Bakterie z grupy coli znaleziono w trzech punktach miejskiego wodociągu na terenie Iławy: przy ul. Okulickiego (os. Podleśne), Kwidzyńskiej (Gajerek) i Sienkiewicza. Sanepid uspokaja, że zanieczyszczenie wody jest niewielkie, zaleca jednak gotowanie jej przed spożyciem. Wodociągi prowadzą chlorowanie.
Jeśli chodzi o liczbę bakterii coli w wodzie pitnej, to norma wynosi 0. Tymczasem iławski sanepid w próbkach wody z trzech punktów na terenie miasta stwierdził pojedyncze bakterie z grupy coli.
Iławskie Wodociągi nocami intensywnie płuczą sieć. To jednak nie pomogło.

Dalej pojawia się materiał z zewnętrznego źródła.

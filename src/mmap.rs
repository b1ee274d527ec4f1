use std::ffi::{CStr, CString};
use std::io;
use std::ptr::NonNull;

/// Which stage of a segment operation failed. Lets attachment report
/// open failures, mapping failures, and undersized objects as distinct
/// error kinds.
#[derive(Debug)]
pub(crate) enum SegmentError {
    Open(io::Error),
    Map(io::Error),
    TooSmall(usize),
}

/// An owned `mmap` of a POSIX shared-memory object.
///
/// The backing file descriptor is closed as soon as the mapping exists;
/// the mapping stays valid until dropped, and keeps the underlying object
/// alive even after `shm_unlink`.
#[derive(Debug)]
pub(crate) struct ShmMapping {
    ptr: NonNull<u8>,
    len: usize,
}

unsafe impl Send for ShmMapping {}
unsafe impl Sync for ShmMapping {}

impl ShmMapping {
    #[inline]
    pub(crate) fn ptr(&self) -> NonNull<u8> {
        self.ptr
    }
}

impl Drop for ShmMapping {
    /// Unmaps the region.
    ///
    /// # Panics
    ///
    /// Panics if `munmap` fails. Leaking or corrupting a shared mapping can
    /// break other processes attached to the same segment, so this is
    /// treated as unrecoverable.
    fn drop(&mut self) {
        unsafe {
            if libc::munmap(self.ptr.as_ptr().cast(), self.len) == -1 {
                panic!(
                    "ShmMapping::drop failed: {}",
                    io::Error::last_os_error()
                );
            }
        }
    }
}

/// Normalizes a topic into a POSIX shared-memory object name.
///
/// A leading `'/'` is prepended when missing. Names must contain no other
/// `'/'` and no NUL bytes.
pub(crate) fn segment_name(topic: &str) -> io::Result<CString> {
    let bare = topic.strip_prefix('/').unwrap_or(topic);
    if bare.is_empty() || bare.contains('/') {
        return Err(io::Error::new(
            io::ErrorKind::InvalidInput,
            format!("invalid topic name {topic:?}"),
        ));
    }
    CString::new(format!("/{bare}"))
        .map_err(|_| io::Error::new(io::ErrorKind::InvalidInput, "topic name contains NUL"))
}

/// Creates a fresh shared-memory object of exactly `len` bytes and maps it
/// read-write.
///
/// Any stale object with the same name is unlinked first; `O_EXCL` then
/// guarantees this process is the sole creator, so a racing second producer
/// fails with [`SegmentError::Open`]. `ftruncate` on the new object
/// zero-fills it.
pub(crate) fn create_segment(name: &CStr, len: usize) -> Result<ShmMapping, SegmentError> {
    unsafe {
        libc::shm_unlink(name.as_ptr());

        let fd = libc::shm_open(
            name.as_ptr(),
            libc::O_CREAT | libc::O_EXCL | libc::O_RDWR,
            0o600,
        );
        if fd == -1 {
            return Err(SegmentError::Open(io::Error::last_os_error()));
        }

        if libc::ftruncate(fd, len as libc::off_t) == -1 {
            let err = io::Error::last_os_error();
            libc::close(fd);
            libc::shm_unlink(name.as_ptr());
            return Err(SegmentError::Open(err));
        }

        map_fd(fd, len).map_err(|err| {
            libc::shm_unlink(name.as_ptr());
            err
        })
    }
}

/// Opens an existing shared-memory object and maps its full reported size.
///
/// Returns the mapping together with the object's actual size so callers
/// can validate geometry. Fails with [`SegmentError::TooSmall`] before
/// mapping if the object cannot even hold `min_len` bytes; mapping past the
/// end of the object would make later accesses fault.
pub(crate) fn open_segment(
    name: &CStr,
    min_len: usize,
) -> Result<(ShmMapping, usize), SegmentError> {
    unsafe {
        let fd = libc::shm_open(name.as_ptr(), libc::O_RDWR, 0o600);
        if fd == -1 {
            return Err(SegmentError::Open(io::Error::last_os_error()));
        }

        let mut st: libc::stat = std::mem::zeroed();
        if libc::fstat(fd, &mut st) == -1 {
            let err = io::Error::last_os_error();
            libc::close(fd);
            return Err(SegmentError::Open(err));
        }
        let actual = st.st_size as usize;
        if actual < min_len {
            libc::close(fd);
            return Err(SegmentError::TooSmall(actual));
        }

        let map = map_fd(fd, actual)?;
        Ok((map, actual))
    }
}

/// Removes a shared-memory object by name. Succeeds if the object does not
/// exist.
pub(crate) fn unlink_segment(name: &CStr) -> io::Result<()> {
    unsafe {
        if libc::shm_unlink(name.as_ptr()) == -1 {
            let err = io::Error::last_os_error();
            if err.raw_os_error() != Some(libc::ENOENT) {
                return Err(err);
            }
        }
    }
    Ok(())
}

/// Maps `len` bytes of `fd` read-write and closes the descriptor.
unsafe fn map_fd(fd: libc::c_int, len: usize) -> Result<ShmMapping, SegmentError> {
    unsafe {
        let addr = libc::mmap(
            std::ptr::null_mut(),
            len,
            libc::PROT_READ | libc::PROT_WRITE,
            libc::MAP_SHARED,
            fd,
            0,
        );
        if addr == libc::MAP_FAILED {
            let err = io::Error::last_os_error();
            libc::close(fd);
            return Err(SegmentError::Map(err));
        }
        libc::close(fd); // mapping stays valid

        Ok(ShmMapping {
            ptr: NonNull::new_unchecked(addr.cast()),
            len,
        })
    }
}
impl<T: Copy, const N: usize> Consumer<T, N> {
    /// Attaches to `topic` and registers under `id`.
    ///
    /// The tail is seeded from the current head (a new consumer starts at
    /// the live edge, not at history) and the heartbeat is stamped before
    /// the active flag flips on, so the producer never observes a
    /// half-registered consumer.
    pub fn attach(topic: &str, id: usize, settings: Settings) -> Result<Self> {
        if id >= MAX_CONSUMERS {
            return Err(Error::InvalidConsumerId {
                id,
                max: MAX_CONSUMERS,
            });
        }
        let chan = Channel::attach(topic)?;
        let header = chan.header();
        let epoch = header.producer_epoch.load(Ordering::Acquire);

        let head = header.head.load(Ordering::Relaxed);
        header.tails[id].store(head, Ordering::Release);
        header.heartbeats[id].store(mono_time_ms(), Ordering::Release);
        header.slot_active[id].store(true, Ordering::Release);

        Ok(Self {
            chan,
            id,
            settings,
            epoch,
        })
    }

    /// Returns a read-only view of the next unread record, or `Ok(None)`
    /// when the ring holds nothing new for this consumer.
    ///
    /// The view stays valid until the next [`release`](Self::release);
    /// call `release` after every consumed view, or this consumer stalls
    /// and is eventually evicted.
    ///
    /// Fails with [`Error::Disconnected`] when the producer or the admin
    /// tool has cleared this consumer's registration.
    pub fn peek(&mut self) -> Result<Option<&T>> {
        Ok(self.peek_ptr()?.map(|p| unsafe { &*p }))
    }

    /// `peek` without forming a reference, so wait loops can retry while
    /// borrowing `self` again.
    fn peek_ptr(&mut self) -> Result<Option<*const T>> {
        let header = self.chan.header();

        let epoch = header.producer_epoch.load(Ordering::Acquire);
        if epoch != self.epoch {
            // Producer restarted: everything believed about the ring is
            // stale. Resync to the current head and report empty once.
            let head = header.head.load(Ordering::Acquire);
            header.tails[self.id].store(head, Ordering::Release);
            self.epoch = epoch;
            log::info!(
                "consumer {} on {:?}: producer restarted, resynced to slot {}",
                self.id,
                self.chan.topic(),
                head
            );
            return Ok(None);
        }

        if !header.slot_active[self.id].load(Ordering::Relaxed) {
            return Err(Error::Disconnected { id: self.id });
        }

        header.heartbeats[self.id].store(mono_time_ms(), Ordering::Relaxed);

        let tail = header.tails[self.id].load(Ordering::Relaxed);
        if tail == header.head.load(Ordering::Acquire) {
            return Ok(None);
        }

        let slot = self.chan.slot(tail);
        let seq_before = slot.sequence.load(Ordering::Acquire);

        let mut spin = 0u32;
        while slot.state.load(Ordering::Acquire) != SlotState::Ready as u32 {
            std::hint::spin_loop();
            spin += 1;
            if spin > self.settings.spin_iterations {
                // Writer still mid-flight; treat as transient.
                return Ok(None);
            }
        }

        let seq_after = slot.sequence.load(Ordering::Acquire);
        if seq_before != seq_after {
            // Lapped under OverwriteOld while reading: the slot is torn.
            // Skip it and let the caller retry.
            self.release();
            return Ok(None);
        }

        Ok(Some(slot.data_ptr() as *const T))
    }

    /// Releases the current view and advances this consumer's tail by one
    /// slot. Also refreshes the heartbeat.
    pub fn release(&mut self) {
        let header = self.chan.header();
        header.heartbeats[self.id].store(mono_time_ms(), Ordering::Relaxed);
        let tail = header.tails[self.id].load(Ordering::Relaxed);
        header.tails[self.id].store((tail + 1) % N as u64, Ordering::Release);
    }

    /// Blocks until a record is available and returns a view of it.
    ///
    /// Waits in three tiers: `spin_iterations` CPU-pause spins, then
    /// cooperative yields up to `yield_iterations`, then 1 µs sleeps.
    /// "Disconnected" propagates; empty results keep waiting.
    pub fn wait_and_peek(&mut self) -> Result<&T> {
        let mut spins = 0u32;
        loop {
            if let Some(p) = self.peek_ptr()? {
                return Ok(unsafe { &*p });
            }
            if spins < self.settings.spin_iterations {
                std::hint::spin_loop();
                spins += 1;
            } else if spins < self.settings.yield_iterations {
                thread::yield_now();
                spins += 1;
            } else {
                thread::sleep(Duration::from_micros(1));
            }
        }
    }

    pub fn id(&self) -> usize {
        self.id
    }

    pub fn topic(&self) -> &str {
        self.chan.topic()
    }
}

impl<T, const N: usize> Drop for Consumer<T, N> {
    /// Deregisters the consumer. The segment itself stays alive.
    fn drop(&mut self) {
        self.chan.header().slot_active[self.id].store(false, Ordering::Release);
    }
}

/// Snapshot of a channel's header state, as collected by [`Admin::stats`].
#[derive(Clone, Debug)]
pub struct ChannelStats {
    pub topic: String,
    pub head: u64,
    pub producer_epoch: u64,
    pub capacity: u32,
    pub consumers: Vec<ConsumerStats>,
}

/// Per-consumer line of a stats snapshot.
#[derive(Clone, Debug)]
pub struct ConsumerStats {
    pub id: usize,
    pub tail: u64,
    /// Milliseconds since the consumer's last peek/release.
    pub heartbeat_age_ms: i64,
    /// Unread slots between this consumer's tail and the head.
    pub lag: u64,
}

/// Inert attachment for inspection and cleanup.
///
/// Performs no registration, never touches tails, and leaves no trace in
/// the header when dropped.
pub struct Admin<T, const N: usize = 30> {
    chan: Channel<T, N>,
}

– Wydaliśmy decyzję o dezynfekcji wody. Wodociągi zdecydowały się na jej chlorowanie – mówi Jolanta Labiś, dyrektor sanepidu w Iławie. – Zanieczyszczenie jest naprawdę niewielkie i nie ma powodów do paniki. Wstępne badania wody po chlorowaniu pokazują, że dezynfekcja przyniosła skutek.
Przyczynę zanieczyszczenia ustalają wodociągi.
– W naszych studniach oraz na wyjściu do sieci woda jest idealnie czysta. Zanieczyszczenie powstaje więc gdzieś na sieci – mówi Andrzej Kolasiński, prezes Iławskich Wodociągów. – Do głównych wodomierzy, czyli na tym odcinku sieci, za które odpowiadają wodociągi, woda jest czysta.
Prezes Kolasiński, m.in. dzięki pracy wynajętych przez IW mikrobiologów, ma już pewne przypuszczenie, co mogło doprowadzić do pokazania się bakterii w wodzie. Winne mogą być upały.
– W trakcie ostatnich upałów zauważyliśmy około dwukrotnie większy rozbiór wody w ciągu całego dnia – mówi prezes. – Tak intensywny pobór mógł doprowadzić do zerwania tak zwanego „filmu biologicznego”, jaki odkłada się na wewnętrznych ścianach rur.
Profilaktycznie sanepid zaleca gotowanie wody z kranu przed spożyciem.